### Exercise details
Retrieve every line of the data holding the word "with".

───

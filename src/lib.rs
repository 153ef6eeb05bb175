//! Dendron is the mesh backbone of a discontinuous-Galerkin solver for
//! time-dependent conservation laws on adaptively refined Cartesian grids.
//! It provides a fixed-capacity, arena-allocated quadtree (2D) or octree
//! (3D) over a recursively subdivided square/cubic domain, with explicit
//! parent/child/neighbor adjacency, in-place growth, shrinkage, and
//! compaction, and O(1) cell geometry queries. The numerical side of the
//! solver (fluxes, polynomial bases, time integration) consumes the node
//! ids and geometry exposed here but lives elsewhere; this crate performs
//! no floating-point PDE computation.

pub mod arena;
pub mod direction;
pub mod error;
pub mod geometry;
pub mod meshing;
pub mod tree;
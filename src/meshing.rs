use crate::arena::{NodeId, NIL};
use crate::direction::{mirror_octant, octant_is_upper, Direction};
use crate::error::Error;
use crate::geometry;
use crate::tree::Tree;
use rayon::prelude::*;
use std::ops::Range;




/**
 * Verdict of a refinement criterion on a single leaf cell.
 */
#[derive(Clone, Copy, Debug, PartialEq, Eq)]
pub enum AdaptFlag {
    Refine,
    Coarsen,
    Keep,
}




/**
 * Replace a leaf with a full sibling group of `2^D` children at the next
 * level: append the children at the tail, derive their geometry, and wire
 * parent/child links, sibling neighbors across the inner faces, and
 * same-level neighbors (with backlinks) across the outer faces against the
 * children of the parent's neighbors. Outer faces toward a coarser or
 * absent region stay unlinked, per the tree's adjacency convention.
 *
 * Returns the contiguous id range of the new children, or
 * `CapacityExceeded` (with the tree unchanged) if they do not fit.
 * Panics if the target is not a leaf.
 */
pub fn split_leaf<const D: usize>(tree: &mut Tree<D>, id: NodeId) -> Result<Range<NodeId>, Error> {
    assert!(tree.is_leaf(id), "split target must be a leaf");

    let first = tree.size() + 1;
    let child_level = tree.level(id) + 1;
    tree.append(Tree::<D>::NUM_CHILDREN)?;

    for octant in 0..Tree::<D>::NUM_CHILDREN {
        let child = first + octant;

        tree.set_level(child, child_level);
        tree.set_center(child, geometry::child_center(
            tree.center(id),
            tree.domain_length(),
            child_level,
            octant));
        tree.set_parent(child, id);
        tree.set_child(id, octant, child);

        for direction in Direction::all::<D>() {
            let axis = direction.axis();

            if octant_is_upper(octant, axis) != direction.is_positive() {
                // The face is interior to the parent cell: the neighbor is
                // the sibling mirrored across this axis.
                tree.set_neighbor(child, direction, first + mirror_octant(octant, axis));
            } else {
                // The face lies on the parent's boundary: the neighbor is
                // the facing child of the parent's neighbor, if that
                // neighbor is refined.
                let adjacent = tree.neighbor(id, direction);

                if adjacent != NIL {
                    let facing = tree.child(adjacent, mirror_octant(octant, axis));

                    if facing != NIL {
                        tree.set_neighbor(child, direction, facing);
                        tree.set_neighbor(facing, direction.opposite(), child);
                    }
                }
            }
        }
    }
    Ok(first..first + Tree::<D>::NUM_CHILDREN)
}




/**
 * Remove a complete sibling group of leaf children and reactivate the
 * parent as a leaf. The children are removed with the order-preserving
 * `remove_shift`, one contiguous id run at a time from the highest run
 * down, so the ids of nodes below the group are unaffected.
 *
 * Panics if the target has no children or if any child is not a leaf.
 */
pub fn merge_children<const D: usize>(tree: &mut Tree<D>, parent: NodeId) -> Result<(), Error> {
    assert!(tree.has_children(parent), "merge target must have children");

    let mut ids: Vec<NodeId> = tree
        .children(parent)
        .iter()
        .copied()
        .filter(|&c| c != NIL)
        .collect();

    assert!(
        ids.iter().all(|&c| tree.is_leaf(c)),
        "merge target requires a sibling group of leaves");

    ids.sort_unstable();

    while let Some(last) = ids.pop() {
        let mut first = last;
        while ids.last() == Some(&(first - 1)) {
            first = ids.pop().unwrap();
        }
        tree.remove_shift(first, last)?;
    }
    Ok(())
}




/**
 * Run one mesh adaptation cycle: evaluate the criterion on every leaf (in
 * parallel; the criterion only reads the tree), then apply the verdicts
 * serially. Leaves flagged `Refine` are split; a sibling group is merged
 * only when all of its members are leaves flagged `Coarsen`. Children
 * created by this cycle are never merged by it, so the mesh moves at most
 * one level per cycle at any location.
 *
 * Returns the number of splits and merges performed.
 */
pub fn adapt<const D: usize, F>(tree: &mut Tree<D>, criterion: F) -> Result<(usize, usize), Error>
where
    F: Fn(&Tree<D>, NodeId) -> AdaptFlag + Sync,
{
    let leaves: Vec<NodeId> = tree.leaf_ids().collect();
    let verdicts: Vec<AdaptFlag> = {
        let shared: &Tree<D> = tree;
        leaves.par_iter().map(|&id| criterion(shared, id)).collect()
    };

    // Verdicts keyed by id; kept aligned with the id space through every
    // structural edit below.
    let mut flags = vec![AdaptFlag::Keep; tree.size() + 1];
    for (&id, &flag) in leaves.iter().zip(&verdicts) {
        flags[id] = flag;
    }

    let mut refined = 0;
    for id in 1..flags.len() {
        if flags[id] == AdaptFlag::Refine {
            split_leaf(tree, id)?;
            refined += 1;
        }
    }
    flags.resize(tree.size() + 1, AdaptFlag::Keep);

    // Merge one family at a time; remove_shift renumbers the tail, so
    // rescan from the start after each merge and drain the removed ids
    // from the verdict table to keep it aligned.
    let mut coarsened = 0;
    'scan: loop {
        for parent in tree.node_ids() {
            if !tree.has_children(parent) {
                continue
            }
            let eligible = tree
                .children(parent)
                .iter()
                .all(|&c| c != NIL && tree.is_leaf(c) && flags[c] == AdaptFlag::Coarsen);

            if eligible {
                let mut ids: Vec<NodeId> = tree.children(parent).to_vec();
                ids.sort_unstable();

                while let Some(last) = ids.pop() {
                    let mut first = last;
                    while ids.last() == Some(&(first - 1)) {
                        first = ids.pop().unwrap();
                    }
                    tree.remove_shift(first, last)?;
                    flags.drain(first..=last);
                }
                coarsened += 1;
                continue 'scan;
            }
        }
        break;
    }

    log::debug!(
        "adapt cycle split {} and merged {} families ({} cells, {} leaves)",
        refined,
        coarsened,
        tree.size(),
        tree.leaf_ids().count());

    Ok((refined, coarsened))
}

───

### The answer
//! (3D) over a recursively subdivided square/cubic domain, with explicit
 * Replace a leaf with a full sibling group of `2^D` children at the next
 * same-level neighbors (with backlinks) across the outer faces against the
 * `CapacityExceeded` (with the tree unchanged) if they do not fit.
 * parent as a leaf. The children are removed with the order-preserving
    // Verdicts keyed by id; kept aligned with the id space through every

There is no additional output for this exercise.